Below are the entries. Transcribe exactly the lines from the one with "at sensor rate." through the one with "arrived yet the", ends included, and leave out all others.

----

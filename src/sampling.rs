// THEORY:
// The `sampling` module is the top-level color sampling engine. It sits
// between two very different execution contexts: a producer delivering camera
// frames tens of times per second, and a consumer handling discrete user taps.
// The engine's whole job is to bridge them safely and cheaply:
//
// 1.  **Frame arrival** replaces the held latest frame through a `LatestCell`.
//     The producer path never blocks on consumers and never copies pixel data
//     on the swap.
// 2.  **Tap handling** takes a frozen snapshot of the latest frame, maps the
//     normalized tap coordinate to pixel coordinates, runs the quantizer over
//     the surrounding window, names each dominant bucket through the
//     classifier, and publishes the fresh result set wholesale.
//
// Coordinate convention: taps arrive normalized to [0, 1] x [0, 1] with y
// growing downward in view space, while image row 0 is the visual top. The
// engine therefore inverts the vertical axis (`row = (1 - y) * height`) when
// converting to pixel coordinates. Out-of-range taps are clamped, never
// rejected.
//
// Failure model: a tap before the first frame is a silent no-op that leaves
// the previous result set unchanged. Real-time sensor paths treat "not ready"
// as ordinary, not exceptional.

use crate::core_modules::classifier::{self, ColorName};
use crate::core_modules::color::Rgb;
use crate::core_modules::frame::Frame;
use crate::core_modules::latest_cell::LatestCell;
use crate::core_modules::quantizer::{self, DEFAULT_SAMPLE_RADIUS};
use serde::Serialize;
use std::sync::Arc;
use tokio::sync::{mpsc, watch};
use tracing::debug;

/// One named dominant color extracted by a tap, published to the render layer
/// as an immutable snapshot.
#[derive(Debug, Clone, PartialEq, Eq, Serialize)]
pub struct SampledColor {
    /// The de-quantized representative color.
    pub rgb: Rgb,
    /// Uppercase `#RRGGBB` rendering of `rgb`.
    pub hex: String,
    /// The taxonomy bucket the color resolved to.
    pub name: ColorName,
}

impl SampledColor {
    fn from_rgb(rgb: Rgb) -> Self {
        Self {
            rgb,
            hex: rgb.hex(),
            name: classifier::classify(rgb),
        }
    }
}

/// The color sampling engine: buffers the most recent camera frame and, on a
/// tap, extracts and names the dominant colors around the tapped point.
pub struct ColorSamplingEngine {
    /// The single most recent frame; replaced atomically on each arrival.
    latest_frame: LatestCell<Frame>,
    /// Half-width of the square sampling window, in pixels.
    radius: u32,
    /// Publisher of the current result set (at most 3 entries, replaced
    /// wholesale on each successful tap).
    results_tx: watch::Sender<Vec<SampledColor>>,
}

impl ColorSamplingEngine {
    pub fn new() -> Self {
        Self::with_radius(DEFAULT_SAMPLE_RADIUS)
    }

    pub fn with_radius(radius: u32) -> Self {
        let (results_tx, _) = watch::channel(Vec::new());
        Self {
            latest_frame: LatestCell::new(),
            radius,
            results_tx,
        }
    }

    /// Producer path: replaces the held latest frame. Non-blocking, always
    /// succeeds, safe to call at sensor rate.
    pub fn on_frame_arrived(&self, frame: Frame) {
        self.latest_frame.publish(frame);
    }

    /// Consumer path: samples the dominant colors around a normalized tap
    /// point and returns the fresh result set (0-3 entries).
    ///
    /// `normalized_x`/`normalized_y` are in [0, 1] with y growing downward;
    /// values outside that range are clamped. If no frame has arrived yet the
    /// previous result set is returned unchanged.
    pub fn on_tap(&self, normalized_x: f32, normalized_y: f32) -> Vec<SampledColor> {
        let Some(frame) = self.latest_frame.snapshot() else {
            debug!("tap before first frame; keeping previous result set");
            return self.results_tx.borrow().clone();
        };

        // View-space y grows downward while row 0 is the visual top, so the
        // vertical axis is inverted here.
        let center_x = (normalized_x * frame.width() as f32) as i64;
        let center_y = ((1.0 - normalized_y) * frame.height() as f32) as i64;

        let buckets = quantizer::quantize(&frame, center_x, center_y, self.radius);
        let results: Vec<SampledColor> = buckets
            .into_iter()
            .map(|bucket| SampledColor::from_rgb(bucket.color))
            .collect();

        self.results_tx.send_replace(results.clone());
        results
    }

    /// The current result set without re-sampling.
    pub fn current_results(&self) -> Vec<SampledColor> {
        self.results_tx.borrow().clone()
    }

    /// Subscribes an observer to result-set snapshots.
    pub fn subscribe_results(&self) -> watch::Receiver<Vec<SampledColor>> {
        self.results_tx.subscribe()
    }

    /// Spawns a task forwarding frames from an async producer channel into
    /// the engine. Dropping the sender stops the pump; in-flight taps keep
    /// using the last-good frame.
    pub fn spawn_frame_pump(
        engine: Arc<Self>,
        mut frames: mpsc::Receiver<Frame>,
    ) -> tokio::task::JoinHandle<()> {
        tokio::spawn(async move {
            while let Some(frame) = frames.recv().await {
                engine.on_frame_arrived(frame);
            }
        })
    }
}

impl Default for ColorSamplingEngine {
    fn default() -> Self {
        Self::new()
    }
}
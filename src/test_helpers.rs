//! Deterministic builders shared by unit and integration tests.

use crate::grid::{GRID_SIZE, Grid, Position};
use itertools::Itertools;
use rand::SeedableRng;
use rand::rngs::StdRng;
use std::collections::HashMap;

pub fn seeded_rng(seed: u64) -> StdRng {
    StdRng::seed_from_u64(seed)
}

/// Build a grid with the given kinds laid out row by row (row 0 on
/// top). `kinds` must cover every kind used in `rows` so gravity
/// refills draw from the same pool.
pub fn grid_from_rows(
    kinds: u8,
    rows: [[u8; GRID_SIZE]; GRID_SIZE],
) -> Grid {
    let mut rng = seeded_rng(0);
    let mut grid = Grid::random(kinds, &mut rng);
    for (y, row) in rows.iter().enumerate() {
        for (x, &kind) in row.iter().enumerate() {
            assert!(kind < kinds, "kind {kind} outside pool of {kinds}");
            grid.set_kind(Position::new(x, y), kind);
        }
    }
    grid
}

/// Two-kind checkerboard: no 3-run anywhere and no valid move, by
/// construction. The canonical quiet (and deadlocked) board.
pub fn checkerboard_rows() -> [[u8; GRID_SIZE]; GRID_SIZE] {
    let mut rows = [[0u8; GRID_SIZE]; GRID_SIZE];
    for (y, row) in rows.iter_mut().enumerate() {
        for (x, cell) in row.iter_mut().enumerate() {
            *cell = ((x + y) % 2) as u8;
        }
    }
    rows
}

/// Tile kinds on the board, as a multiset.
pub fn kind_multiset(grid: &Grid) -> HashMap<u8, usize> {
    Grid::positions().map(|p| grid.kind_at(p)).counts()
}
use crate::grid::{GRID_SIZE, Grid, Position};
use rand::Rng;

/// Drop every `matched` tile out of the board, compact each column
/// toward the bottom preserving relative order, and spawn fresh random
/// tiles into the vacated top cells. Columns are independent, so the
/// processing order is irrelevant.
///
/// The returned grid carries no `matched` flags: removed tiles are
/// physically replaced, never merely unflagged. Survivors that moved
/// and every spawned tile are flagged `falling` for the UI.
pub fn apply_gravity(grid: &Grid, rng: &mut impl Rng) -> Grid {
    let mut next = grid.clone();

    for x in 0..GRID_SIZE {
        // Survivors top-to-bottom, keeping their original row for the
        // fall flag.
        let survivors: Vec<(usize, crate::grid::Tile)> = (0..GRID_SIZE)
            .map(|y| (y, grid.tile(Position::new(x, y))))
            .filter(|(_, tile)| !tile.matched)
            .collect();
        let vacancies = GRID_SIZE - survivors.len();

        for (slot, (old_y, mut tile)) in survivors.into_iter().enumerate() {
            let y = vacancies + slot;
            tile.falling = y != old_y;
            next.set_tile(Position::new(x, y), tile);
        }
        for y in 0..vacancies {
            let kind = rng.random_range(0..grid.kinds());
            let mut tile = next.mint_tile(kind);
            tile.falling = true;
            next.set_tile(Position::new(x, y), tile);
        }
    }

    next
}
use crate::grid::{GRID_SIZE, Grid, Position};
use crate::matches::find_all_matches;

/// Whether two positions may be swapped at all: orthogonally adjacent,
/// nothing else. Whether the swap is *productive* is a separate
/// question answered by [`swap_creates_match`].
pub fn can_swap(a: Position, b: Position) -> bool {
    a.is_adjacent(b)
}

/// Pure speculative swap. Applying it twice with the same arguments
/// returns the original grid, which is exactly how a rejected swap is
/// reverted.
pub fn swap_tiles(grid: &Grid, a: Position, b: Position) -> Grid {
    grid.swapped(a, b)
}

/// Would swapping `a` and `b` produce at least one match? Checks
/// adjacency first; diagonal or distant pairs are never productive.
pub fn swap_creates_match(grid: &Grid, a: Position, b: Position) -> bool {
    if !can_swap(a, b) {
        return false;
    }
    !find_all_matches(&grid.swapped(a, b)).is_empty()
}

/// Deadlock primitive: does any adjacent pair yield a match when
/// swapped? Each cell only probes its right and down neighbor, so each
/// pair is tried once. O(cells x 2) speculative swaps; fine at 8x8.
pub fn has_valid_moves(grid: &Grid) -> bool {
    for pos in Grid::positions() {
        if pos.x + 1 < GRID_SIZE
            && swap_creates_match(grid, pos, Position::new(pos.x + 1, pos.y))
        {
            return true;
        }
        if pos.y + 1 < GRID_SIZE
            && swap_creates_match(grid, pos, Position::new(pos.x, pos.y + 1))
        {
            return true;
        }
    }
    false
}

----

** Expected answer **
    /// succeeds, safe to call at sensor rate.
    pub fn on_frame_arrived(&self, frame: Frame) {
        self.latest_frame.publish(frame);
    }

    /// Consumer path: samples the dominant colors around a normalized tap
    /// point and returns the fresh result set (0-3 entries).
    ///
    /// `normalized_x`/`normalized_y` are in [0, 1] with y growing downward;
    /// values outside that range are clamped. If no frame has arrived yet the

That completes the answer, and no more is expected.